Lorsqu'un diagnostic a pu être posé, la proportion de chiens chez qui l'épilepsie est confirmée n'est pas différente dans les deux groupes (59 % et 51 %, respectivement). L'analyse montre aussi, et surtout, que la proportion de cas chez qui un diagnostic a pu être établi est plus élevée lorsque le chien n'a pas été tranquillisé ou anesthésié (68 vs 49 %), mais la différence est à la limite de la significativité sans l'atteindre. Les auteurs calculent que cela correspond à un risque augmenté de 19 % de ne pas aboutir au diagnostic lors de sédation ou d'anesthésie, ce qui paraît « acceptable » compte tenu que sa mise en œuvre est parfois indispensable à la pose des électrodes.

La durée avant l'apparition de la première anomalie à l'examen (EEG ou vidéo) ne présente pas non plus de différence significative (13 minutes en médiane et 47 en moyenne, contre 40 et 97 minutes chez les chiens tranquillisés ou anesthésiés).

Bonne performance aussi chez les chiens traités

Lorsque les chiens sont déjà sous traitement antiépileptique, la durée de l'examen ne présente pas de différence significative cette fois (5,9h vs 4,7h). Lorsqu'un diagnostic a été établi, la proportion de cas d'épilepsie confirmée est bien plus importante ici chez les chiens traités (87 % vs 34 %). Mais ce résultat était attendu car le traitement de première intention est logiquement prescrit chez des chiens plus fortement suspectés d'épilepsie, à partir de leur historique médical et des signes cliniques présentés (déroulement des crises).

Et à nouveau, la proportion de cas chez qui un diagnostic a pu être établi n'est pas statistiquement différente selon que les chiens sont sous traitement ou non (51 % vs 66 %). Suite au traitement, le risque de ne pas aboutir à un diagnostic est ainsi majoré de (seulement) +15 %.

Le délai avant apparition de la première anomalie à l'examen est de 10 minutes en médiane et 51 minutes en moyenne pour les chiens traités, ce qui n'est pas différent des durées dans l'autre groupe (31 et 73 minutes).
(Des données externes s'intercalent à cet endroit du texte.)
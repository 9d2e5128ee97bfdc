//! Skill environment-variable gate.
//!
//! Runs before any skill body is injected into the prompt. Values are
//! session-only: they live in the env store and are never serialized
//! into events or the WAL. The human flow emits a `human_request` with
//! a UI-only envelope and deliberately no `human_response`.

use std::collections::HashMap;
use std::sync::Arc;

use parking_lot::Mutex;

use relay_domain::config::EnvVarMissingPolicy;
use relay_domain::error::{Error, Result};
use relay_domain::event::AgentEvent;
use relay_domain::skill::ResolvedSkill;
use relay_tools::HumanIoProvider;

/// Whether a skill can be injected after the env gate.
#[derive(Debug, Clone, Copy, PartialEq, Eq)]
pub enum SkillEnvOutcome {
    Ready,
    Skipped,
}

fn policy_str(policy: EnvVarMissingPolicy) -> &'static str {
    match policy {
        EnvVarMissingPolicy::FailFast => "fail_fast",
        EnvVarMissingPolicy::AskHuman => "ask_human",
        EnvVarMissingPolicy::SkipSkill => "skip_skill",
    }
}

fn skill_path(skill: &ResolvedSkill) -> String {
    skill.path.clone().unwrap_or_else(|| skill.locator.clone())
}

/// Ensure every `required_env_var` of `skill` is satisfied.
///
/// Resolution order: session env store (`provided`) → process env
/// (`process_env`) → human (`human`). `emit` must route through the
/// durable event exit.
pub async fn ensure_skill_env_vars<E>(
    skill: &ResolvedSkill,
    policy: EnvVarMissingPolicy,
    env_store: &Arc<Mutex<HashMap<String, String>>>,
    human_io: Option<&Arc<dyn HumanIoProvider>>,
    human_timeout_ms: Option<u64>,
    run_id: &str,
    turn_id: &str,
    emit: &mut E,
) -> Result<SkillEnvOutcome>
where
    E: FnMut(AgentEvent) -> Result<()>,
{
    let mk_event = |kind: &str, payload: serde_json::Value| {
        AgentEvent::new(kind, run_id.to_owned(), payload).with_turn(turn_id.to_owned())
    };

    for env_var in &skill.required_env_vars {
        let env_var = env_var.trim();
        if env_var.is_empty() {
            continue;
        }

        let have_session_value = env_store
            .lock()
            .get(env_var)
            .map(|v| !v.is_empty())
            .unwrap_or(false);
        if have_session_value {
            emit(mk_event(
                "env_var_set",
                serde_json::json!({
                    "env_var": env_var,
                    "skill_name": skill.name,
                    "skill_path": skill_path(skill),
                    "value_source": "provided",
                }),
            ))?;
            continue;
        }

        if let Ok(value) = std::env::var(env_var) {
            if !value.is_empty() {
                env_store.lock().insert(env_var.to_owned(), value);
                emit(mk_event(
                    "env_var_set",
                    serde_json::json!({
                        "env_var": env_var,
                        "skill_name": skill.name,
                        "skill_path": skill_path(skill),
                        "value_source": "process_env",
                    }),
                ))?;
                continue;
            }
        }

        emit(mk_event(
            "env_var_required",
            serde_json::json!({
                "env_var": env_var,
                "skill_name": skill.name,
                "skill_path": skill_path(skill),
                "source": "skill_dependency",
                "policy": policy_str(policy),
            }),
        ))?;

        match policy {
            EnvVarMissingPolicy::SkipSkill => {
                emit(mk_event(
                    "skill_injection_skipped",
                    serde_json::json!({
                        "skill_name": skill.name,
                        "skill_path": skill_path(skill),
                        "reason": "missing_env_var",
                        "missing_env_vars": [env_var],
                        "policy": policy_str(policy),
                    }),
                ))?;
                return Ok(SkillEnvOutcome::Skipped);
            }
            EnvVarMissingPolicy::FailFast => {
                return Err(Error::MissingEnvVar {
                    env_var: env_var.to_owned(),
                    skill_name: Some(skill.name.clone()),
                    skill_path: Some(skill_path(skill)),
                    policy: Some(policy_str(policy).to_owned()),
                });
            }
            EnvVarMissingPolicy::AskHuman => {
                let Some(human_io) = human_io else {
                    return Err(Error::Config(format!(
                        "missing required env var (no human-I/O provider): {env_var}"
                    )));
                };

                let call_id = format!("env_{env_var}_{}", uuid::Uuid::new_v4().simple());
                let question = format!(
                    "Provide a value for the environment variable {env_var} \
                     (kept in session memory only, never persisted)."
                );
                let context = serde_json::json!({
                    "kind": "env_var",
                    "env_var": env_var,
                    "skill": {"name": skill.name, "path": skill_path(skill)},
                });

                // The answer is a secret: a human_request drives the UI,
                // but no human_response is ever emitted for it.
                emit(mk_event(
                    "human_request",
                    serde_json::json!({
                        "call_id": call_id,
                        "question": question,
                        "choices": null,
                        "context": context,
                    }),
                ))?;

                let answer = human_io
                    .request_human_input(
                        &call_id,
                        &question,
                        None,
                        Some(&context),
                        human_timeout_ms,
                    )
                    .await
                    .map_err(|e| {
                        Error::Config(format!("missing required env var {env_var}: {e}"))
                    })?;
                if answer.is_empty() {
                    return Err(Error::Config(format!(
                        "missing required env var: {env_var}"
                    )));
                }

                env_store.lock().insert(env_var.to_owned(), answer);
                emit(mk_event(
                    "env_var_set",
                    serde_json::json!({
                        "env_var": env_var,
                        "skill_name": skill.name,
                        "skill_path": skill_path(skill),
                        "value_source": "human",
                    }),
                ))?;
            }
        }
    }

    Ok(SkillEnvOutcome::Ready)
}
Les auteurs ont également vérifié l'absence d'effet « synergique » des deux types de traitement (sédation et/ou anesthésie, et antiépileptique) au travers d'une analyse multivariée.

Et ils concluent de leurs observations que « l'administration d'un traitement antiépileptique comme une sédation ou une anesthésie générale du chien n'entraînent pas de diminution significative des performances diagnostiques de l'examen, ni une augmentation significative du délai nécessaire pour observer les anomalies ».

4 heures au minimum

Lorsqu'une anomalie a été détectée, elle a été observée après un délai de 28 minutes en médiane, mais parfois jusqu'à 1013 minutes soit près de 17h (voir figure en illustration principale).

Après 277 minutes toutefois (soit 4,6 heures environ), 95 % des anomalies ont été notées. Après 30 minutes, la proportion n'est que de 53 %. Ces constats amènent les auteurs à recommander de prolonger l'enregistrement durant 4h au moins.